### TASK DIRECTIONS
Set down all of the records word for word.

### ENTRIES PROVIDED
#####

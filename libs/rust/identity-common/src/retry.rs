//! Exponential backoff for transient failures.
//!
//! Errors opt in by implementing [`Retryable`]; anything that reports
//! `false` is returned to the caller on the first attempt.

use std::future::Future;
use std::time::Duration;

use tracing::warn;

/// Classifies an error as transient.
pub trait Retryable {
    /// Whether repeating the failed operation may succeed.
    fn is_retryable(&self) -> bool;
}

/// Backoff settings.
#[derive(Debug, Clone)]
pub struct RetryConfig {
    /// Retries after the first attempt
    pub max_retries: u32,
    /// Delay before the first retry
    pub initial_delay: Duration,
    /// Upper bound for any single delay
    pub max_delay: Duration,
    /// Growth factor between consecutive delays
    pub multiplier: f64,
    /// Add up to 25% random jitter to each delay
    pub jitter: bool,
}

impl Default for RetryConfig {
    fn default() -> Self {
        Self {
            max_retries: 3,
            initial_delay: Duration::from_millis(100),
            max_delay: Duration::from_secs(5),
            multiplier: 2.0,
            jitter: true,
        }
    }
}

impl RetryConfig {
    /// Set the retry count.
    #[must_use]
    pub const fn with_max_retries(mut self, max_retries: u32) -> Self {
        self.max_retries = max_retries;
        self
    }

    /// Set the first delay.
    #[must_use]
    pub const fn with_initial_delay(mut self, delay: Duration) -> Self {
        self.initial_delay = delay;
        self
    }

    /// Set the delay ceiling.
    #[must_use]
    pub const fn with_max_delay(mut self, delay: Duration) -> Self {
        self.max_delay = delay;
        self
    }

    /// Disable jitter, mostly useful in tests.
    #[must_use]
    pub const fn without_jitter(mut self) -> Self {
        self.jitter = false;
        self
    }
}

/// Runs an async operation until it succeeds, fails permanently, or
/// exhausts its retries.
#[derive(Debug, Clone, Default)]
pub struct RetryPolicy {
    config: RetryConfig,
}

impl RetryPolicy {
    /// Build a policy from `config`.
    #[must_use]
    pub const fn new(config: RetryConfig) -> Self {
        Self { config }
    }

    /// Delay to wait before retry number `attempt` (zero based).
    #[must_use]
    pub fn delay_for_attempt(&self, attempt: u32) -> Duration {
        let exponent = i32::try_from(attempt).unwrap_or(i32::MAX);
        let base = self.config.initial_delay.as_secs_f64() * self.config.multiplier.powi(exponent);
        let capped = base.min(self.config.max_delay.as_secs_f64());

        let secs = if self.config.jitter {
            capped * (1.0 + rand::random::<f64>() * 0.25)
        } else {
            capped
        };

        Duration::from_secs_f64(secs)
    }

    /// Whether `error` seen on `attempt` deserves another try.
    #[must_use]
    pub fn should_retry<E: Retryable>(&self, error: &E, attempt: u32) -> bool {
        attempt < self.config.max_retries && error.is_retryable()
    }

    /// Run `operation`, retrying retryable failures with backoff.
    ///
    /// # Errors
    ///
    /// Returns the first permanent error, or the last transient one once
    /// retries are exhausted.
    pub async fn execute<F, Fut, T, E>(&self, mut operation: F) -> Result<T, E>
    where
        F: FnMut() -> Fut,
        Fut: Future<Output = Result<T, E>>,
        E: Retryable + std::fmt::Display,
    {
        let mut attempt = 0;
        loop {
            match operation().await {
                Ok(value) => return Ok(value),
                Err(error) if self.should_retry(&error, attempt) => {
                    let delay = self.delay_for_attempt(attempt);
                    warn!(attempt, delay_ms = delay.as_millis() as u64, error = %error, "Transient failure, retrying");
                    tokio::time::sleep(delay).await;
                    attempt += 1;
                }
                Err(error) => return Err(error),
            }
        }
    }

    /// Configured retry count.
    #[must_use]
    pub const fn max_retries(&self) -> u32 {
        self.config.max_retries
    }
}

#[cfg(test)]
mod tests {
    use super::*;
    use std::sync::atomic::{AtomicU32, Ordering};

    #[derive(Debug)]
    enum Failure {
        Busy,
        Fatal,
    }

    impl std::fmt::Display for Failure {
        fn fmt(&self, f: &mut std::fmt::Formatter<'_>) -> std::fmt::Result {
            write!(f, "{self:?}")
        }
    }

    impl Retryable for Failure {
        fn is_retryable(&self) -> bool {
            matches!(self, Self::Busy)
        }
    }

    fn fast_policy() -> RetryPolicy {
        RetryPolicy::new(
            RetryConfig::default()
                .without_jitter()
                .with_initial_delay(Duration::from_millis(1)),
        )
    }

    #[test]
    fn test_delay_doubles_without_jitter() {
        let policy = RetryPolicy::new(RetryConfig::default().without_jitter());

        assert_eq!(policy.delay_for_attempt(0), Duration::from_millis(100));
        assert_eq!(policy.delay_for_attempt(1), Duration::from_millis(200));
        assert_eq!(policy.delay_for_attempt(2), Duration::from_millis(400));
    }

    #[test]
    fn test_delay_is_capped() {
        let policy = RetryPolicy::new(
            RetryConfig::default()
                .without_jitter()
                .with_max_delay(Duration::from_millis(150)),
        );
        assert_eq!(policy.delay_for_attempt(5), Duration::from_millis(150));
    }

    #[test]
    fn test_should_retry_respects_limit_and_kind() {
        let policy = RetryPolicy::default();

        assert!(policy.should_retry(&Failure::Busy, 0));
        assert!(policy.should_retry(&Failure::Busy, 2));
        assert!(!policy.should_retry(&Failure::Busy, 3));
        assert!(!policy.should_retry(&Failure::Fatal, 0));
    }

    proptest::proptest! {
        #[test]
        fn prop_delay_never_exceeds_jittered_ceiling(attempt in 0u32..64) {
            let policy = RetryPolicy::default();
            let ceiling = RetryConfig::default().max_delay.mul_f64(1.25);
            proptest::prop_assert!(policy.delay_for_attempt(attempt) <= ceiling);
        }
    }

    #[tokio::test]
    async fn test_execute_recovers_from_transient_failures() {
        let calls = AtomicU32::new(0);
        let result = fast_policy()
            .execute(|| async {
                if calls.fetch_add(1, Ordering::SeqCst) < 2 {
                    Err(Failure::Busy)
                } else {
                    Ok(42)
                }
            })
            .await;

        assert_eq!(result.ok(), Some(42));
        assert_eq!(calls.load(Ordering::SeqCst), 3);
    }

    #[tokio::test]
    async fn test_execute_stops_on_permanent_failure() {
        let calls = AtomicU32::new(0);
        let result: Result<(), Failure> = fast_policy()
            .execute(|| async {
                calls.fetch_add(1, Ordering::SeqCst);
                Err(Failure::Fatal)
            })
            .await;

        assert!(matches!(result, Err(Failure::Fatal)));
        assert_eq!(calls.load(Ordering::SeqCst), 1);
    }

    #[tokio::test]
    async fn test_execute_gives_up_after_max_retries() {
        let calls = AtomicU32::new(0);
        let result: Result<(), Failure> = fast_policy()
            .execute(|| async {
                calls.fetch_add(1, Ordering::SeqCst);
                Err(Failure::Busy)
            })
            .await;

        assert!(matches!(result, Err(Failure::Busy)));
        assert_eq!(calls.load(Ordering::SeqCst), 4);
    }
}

#####

### THE COMPLETED TASK
filename libs/rust/identity-common/src/retry.rs
//! Exponential backoff for transient failures.
//!
//! Errors opt in by implementing [`Retryable`]; anything that reports
//! `false` is returned to the caller on the first attempt.

use std::future::Future;
use std::time::Duration;

use tracing::warn;

/// Classifies an error as transient.
pub trait Retryable {
    /// Whether repeating the failed operation may succeed.
    fn is_retryable(&self) -> bool;
}

/// Backoff settings.
#[derive(Debug, Clone)]
pub struct RetryConfig {
    /// Retries after the first attempt
    pub max_retries: u32,
    /// Delay before the first retry
    pub initial_delay: Duration,
    /// Upper bound for any single delay
    pub max_delay: Duration,
    /// Growth factor between consecutive delays
    pub multiplier: f64,
    /// Add up to 25% random jitter to each delay
    pub jitter: bool,
}

impl Default for RetryConfig {
    fn default() -> Self {
        Self {
            max_retries: 3,
            initial_delay: Duration::from_millis(100),
            max_delay: Duration::from_secs(5),
            multiplier: 2.0,
            jitter: true,
        }
    }
}

impl RetryConfig {
    /// Set the retry count.
    #[must_use]
    pub const fn with_max_retries(mut self, max_retries: u32) -> Self {
        self.max_retries = max_retries;
        self
    }

    /// Set the first delay.
    #[must_use]
    pub const fn with_initial_delay(mut self, delay: Duration) -> Self {
        self.initial_delay = delay;
        self
    }

    /// Set the delay ceiling.
    #[must_use]
    pub const fn with_max_delay(mut self, delay: Duration) -> Self {
        self.max_delay = delay;
        self
    }

    /// Disable jitter, mostly useful in tests.
    #[must_use]
    pub const fn without_jitter(mut self) -> Self {
        self.jitter = false;
        self
    }
}

/// Runs an async operation until it succeeds, fails permanently, or
/// exhausts its retries.
#[derive(Debug, Clone, Default)]
pub struct RetryPolicy {
    config: RetryConfig,
}

impl RetryPolicy {
    /// Build a policy from `config`.
    #[must_use]
    pub const fn new(config: RetryConfig) -> Self {
        Self { config }
    }

    /// Delay to wait before retry number `attempt` (zero based).
    #[must_use]
    pub fn delay_for_attempt(&self, attempt: u32) -> Duration {
        let exponent = i32::try_from(attempt).unwrap_or(i32::MAX);
        let base = self.config.initial_delay.as_secs_f64() * self.config.multiplier.powi(exponent);
        let capped = base.min(self.config.max_delay.as_secs_f64());

        let secs = if self.config.jitter {
            capped * (1.0 + rand::random::<f64>() * 0.25)
        } else {
            capped
        };

        Duration::from_secs_f64(secs)
    }

    /// Whether `error` seen on `attempt` deserves another try.
    #[must_use]
    pub fn should_retry<E: Retryable>(&self, error: &E, attempt: u32) -> bool {
        attempt < self.config.max_retries && error.is_retryable()
    }

    /// Run `operation`, retrying retryable failures with backoff.
    ///
    /// # Errors
    ///
    /// Returns the first permanent error, or the last transient one once
    /// retries are exhausted.
    pub async fn execute<F, Fut, T, E>(&self, mut operation: F) -> Result<T, E>
    where
        F: FnMut() -> Fut,
        Fut: Future<Output = Result<T, E>>,
        E: Retryable + std::fmt::Display,
    {
        let mut attempt = 0;
        loop {
            match operation().await {
                Ok(value) => return Ok(value),
                Err(error) if self.should_retry(&error, attempt) => {
                    let delay = self.delay_for_attempt(attempt);
                    warn!(attempt, delay_ms = delay.as_millis() as u64, error = %error, "Transient failure, retrying");
                    tokio::time::sleep(delay).await;
                    attempt += 1;
                }
                Err(error) => return Err(error),
            }
        }
    }

    /// Configured retry count.
    #[must_use]
    pub const fn max_retries(&self) -> u32 {
        self.config.max_retries
    }
}

#[cfg(test)]
mod tests {
    use super::*;
    use std::sync::atomic::{AtomicU32, Ordering};

    #[derive(Debug)]
    enum Failure {
        Busy,
        Fatal,
    }

    impl std::fmt::Display for Failure {
        fn fmt(&self, f: &mut std::fmt::Formatter<'_>) -> std::fmt::Result {
            write!(f, "{self:?}")
        }
    }

    impl Retryable for Failure {
        fn is_retryable(&self) -> bool {
            matches!(self, Self::Busy)
        }
    }

    fn fast_policy() -> RetryPolicy {
        RetryPolicy::new(
            RetryConfig::default()
                .without_jitter()
                .with_initial_delay(Duration::from_millis(1)),
        )
    }

    #[test]
    fn test_delay_doubles_without_jitter() {
        let policy = RetryPolicy::new(RetryConfig::default().without_jitter());

        assert_eq!(policy.delay_for_attempt(0), Duration::from_millis(100));
        assert_eq!(policy.delay_for_attempt(1), Duration::from_millis(200));
        assert_eq!(policy.delay_for_attempt(2), Duration::from_millis(400));
    }

    #[test]
    fn test_delay_is_capped() {
        let policy = RetryPolicy::new(
            RetryConfig::default()
                .without_jitter()
                .with_max_delay(Duration::from_millis(150)),
        );
        assert_eq!(policy.delay_for_attempt(5), Duration::from_millis(150));
    }

    #[test]
    fn test_should_retry_respects_limit_and_kind() {
        let policy = RetryPolicy::default();

        assert!(policy.should_retry(&Failure::Busy, 0));
        assert!(policy.should_retry(&Failure::Busy, 2));
        assert!(!policy.should_retry(&Failure::Busy, 3));
        assert!(!policy.should_retry(&Failure::Fatal, 0));
    }

    proptest::proptest! {
        #[test]
        fn prop_delay_never_exceeds_jittered_ceiling(attempt in 0u32..64) {
            let policy = RetryPolicy::default();
            let ceiling = RetryConfig::default().max_delay.mul_f64(1.25);
            proptest::prop_assert!(policy.delay_for_attempt(attempt) <= ceiling);
        }
    }

    #[tokio::test]
    async fn test_execute_recovers_from_transient_failures() {
        let calls = AtomicU32::new(0);
        let result = fast_policy()
            .execute(|| async {
                if calls.fetch_add(1, Ordering::SeqCst) < 2 {
                    Err(Failure::Busy)
                } else {
                    Ok(42)
                }
            })
            .await;

        assert_eq!(result.ok(), Some(42));
        assert_eq!(calls.load(Ordering::SeqCst), 3);
    }

    #[tokio::test]
    async fn test_execute_stops_on_permanent_failure() {
        let calls = AtomicU32::new(0);
        let result: Result<(), Failure> = fast_policy()
            .execute(|| async {
                calls.fetch_add(1, Ordering::SeqCst);
                Err(Failure::Fatal)
            })
            .await;

        assert!(matches!(result, Err(Failure::Fatal)));
        assert_eq!(calls.load(Ordering::SeqCst), 1);
    }

    #[tokio::test]
    async fn test_execute_gives_up_after_max_retries() {
        let calls = AtomicU32::new(0);
        let result: Result<(), Failure> = fast_policy()
            .execute(|| async {
                calls.fetch_add(1, Ordering::SeqCst);
                Err(Failure::Busy)
            })
            .await;

        assert!(matches!(result, Err(Failure::Busy)));
        assert_eq!(calls.load(Ordering::SeqCst), 4);
    }
}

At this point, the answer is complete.